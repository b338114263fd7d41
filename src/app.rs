use anyhow::Context;
use std::{path::Path, sync::Arc};
use winit::{
    application::ApplicationHandler,
    dpi::PhysicalSize,
    event::{DeviceEvent, DeviceId, ElementState, KeyEvent, MouseButton, WindowEvent},
    event_loop::{ActiveEventLoop, ControlFlow, EventLoop},
    keyboard::{KeyCode, PhysicalKey},
    window::{CursorGrabMode, Window, WindowAttributes, WindowId},
};

use crate::{
    config::SceneConfig,
    gfx::{
        camera::NoHeadset, rendering::RenderEngine, resources::FileTextureLoader, scene::Scene,
    },
    graph::ResourceDescriptor,
    input::InputEvent,
    session::SceneSession,
};

/// Installs `env_logger` with a default filter of `info` (override via
/// `RUST_LOG`). Safe to call more than once.
pub fn init_logging() {
    let _ = env_logger::Builder::from_env(env_logger::Env::default().default_filter_or("info"))
        .try_init();
}

// Render callback type, called once per redraw after the scene is drawn
pub type RenderCallback = Box<dyn FnMut(&Scene)>;

pub struct GraphApp {
    app_state: AppState,
}

struct AppState {
    window: Option<Arc<Window>>,
    render_engine: Option<RenderEngine>,
    title: String,
    cursor_grabbed: bool,
    session: SceneSession,
    render_callback: Option<RenderCallback>,
}

impl GraphApp {
    /// Wraps an already started session
    pub fn new(session: SceneSession) -> Self {
        Self {
            app_state: AppState {
                window: None,
                render_engine: None,
                title: "Terragraph".to_string(),
                cursor_grabbed: false,
                session,
                render_callback: None,
            },
        }
    }

    /// Loads a descriptor file and builds the scene from it, reading icons
    /// relative to the working directory. Headsets are not probed.
    pub fn from_descriptor_path(
        path: impl AsRef<Path>,
        config: &SceneConfig,
    ) -> anyhow::Result<Self> {
        // Texture failures during the build are only reported through the log
        init_logging();

        let path = path.as_ref();
        let descriptor = ResourceDescriptor::from_path(path)?;
        let loader = FileTextureLoader::new(".");

        let session = pollster::block_on(SceneSession::start(
            config,
            &descriptor,
            &loader,
            &NoHeadset,
        ))
        .with_context(|| format!("Failed to build scene from {}", path.display()))?;

        let mut app = Self::new(session);
        if let Some(stem) = path.file_stem() {
            app.app_state.title = format!("Terragraph - {}", stem.to_string_lossy());
        }
        Ok(app)
    }

    /// Set render callback
    pub fn set_render<F>(&mut self, render_fn: F)
    where
        F: FnMut(&Scene) + 'static,
    {
        self.app_state.render_callback = Some(Box::new(render_fn));
    }

    pub fn session(&self) -> &SceneSession {
        &self.app_state.session
    }

    pub fn session_mut(&mut self) -> &mut SceneSession {
        &mut self.app_state.session
    }

    /// Run the application (consumes self and starts the event loop)
    pub fn run(mut self) -> anyhow::Result<()> {
        init_logging();

        let event_loop = EventLoop::new().context("Failed to create event loop")?;
        event_loop.set_control_flow(ControlFlow::Poll);

        log::info!(
            "Starting with {} nodes and {} arrows",
            self.app_state.session.scene.get_object_count(),
            self.app_state.session.scene.graph.arrow_count()
        );

        event_loop
            .run_app(&mut self.app_state)
            .context("Event loop terminated with an error")
    }
}

impl AppState {
    fn grab_cursor(&mut self) {
        if self.cursor_grabbed {
            return;
        }
        let Some(window) = self.window.as_ref() else {
            return;
        };
        if self.session.controls.is_headset() {
            return;
        }

        let grabbed = window
            .set_cursor_grab(CursorGrabMode::Locked)
            .or_else(|_| window.set_cursor_grab(CursorGrabMode::Confined));
        match grabbed {
            Ok(()) => {
                window.set_cursor_visible(false);
                self.cursor_grabbed = true;
            }
            Err(err) => log::warn!("Could not grab cursor: {}", err),
        }
    }
}

impl ApplicationHandler for AppState {
    fn resumed(&mut self, event_loop: &ActiveEventLoop) {
        if self.window.is_some() {
            return;
        }

        match event_loop.create_window(
            WindowAttributes::default()
                .with_title(self.title.clone())
                .with_inner_size(winit::dpi::LogicalSize::new(1200, 800)),
        ) {
            Ok(window) => {
                let window_handle = Arc::new(window);
                self.window = Some(window_handle.clone());

                let (width, height) = window_handle.inner_size().into();
                match pollster::block_on(RenderEngine::new(
                    window_handle,
                    width,
                    height,
                    &self.session.scene,
                )) {
                    Ok(renderer) => self.render_engine = Some(renderer),
                    Err(err) => log::error!("Rendering disabled: {:#}", err),
                }
            }
            Err(err) => {
                log::error!("Failed to create window: {}", err);
                event_loop.exit();
            }
        }
    }

    fn window_event(
        &mut self,
        event_loop: &ActiveEventLoop,
        _window_id: WindowId,
        event: WindowEvent,
    ) {
        match &event {
            WindowEvent::KeyboardInput {
                event:
                    KeyEvent {
                        physical_key: PhysicalKey::Code(KeyCode::Escape),
                        ..
                    },
                ..
            }
            | WindowEvent::CloseRequested => {
                event_loop.exit();
                return;
            }
            WindowEvent::MouseInput {
                state: ElementState::Pressed,
                button: MouseButton::Left,
                ..
            } => self.grab_cursor(),
            WindowEvent::Resized(PhysicalSize { width, height }) => {
                if let Some(render_engine) = self.render_engine.as_mut() {
                    render_engine.resize(*width, *height);
                }
                return;
            }
            WindowEvent::RedrawRequested => {
                self.session.update_frame();
                if let Some(render_engine) = self.render_engine.as_mut() {
                    match render_engine.render_frame(&self.session.scene, self.session.selected()) {
                        Ok(()) => {}
                        Err(wgpu::SurfaceError::OutOfMemory) => {
                            log::error!("Out of GPU memory, exiting");
                            event_loop.exit();
                            return;
                        }
                        Err(err) => log::warn!("Skipped frame: {}", err),
                    }
                }
                if let Some(render) = self.render_callback.as_mut() {
                    render(&self.session.scene);
                }
                return;
            }
            _ => (),
        }

        if let Some(input) = InputEvent::from_window_event(&event) {
            self.session.handle_input(input);
        }
    }

    fn device_event(
        &mut self,
        _event_loop: &ActiveEventLoop,
        _device_id: DeviceId,
        event: DeviceEvent,
    ) {
        // Looking around only while the pointer is locked to the window
        if !self.cursor_grabbed {
            return;
        }

        if let Some(input) = InputEvent::from_device_event(&event) {
            self.session.handle_input(input);
        }
    }

    fn about_to_wait(&mut self, _event_loop: &ActiveEventLoop) {
        if let Some(ref window) = self.window {
            window.request_redraw();
        }
    }
}

#[cfg(test)]
mod tests {
    use super::*;

    #[test]
    fn test_descriptor_load_installs_logger() {
        let result = GraphApp::from_descriptor_path("definitely/not/here.json", &SceneConfig::default());

        assert!(result.is_err());
        assert_ne!(log::max_level(), log::LevelFilter::Off);
        // Repeated initialization is harmless
        init_logging();
    }
}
────────
### [WHAT TO PRODUCE]
From the records above, pick out and copy each line holding the word "DeviceEvent".

### [SOLUTION BELOW]
    event::{DeviceEvent, DeviceId, ElementState, KeyEvent, MouseButton, WindowEvent},
        event: DeviceEvent,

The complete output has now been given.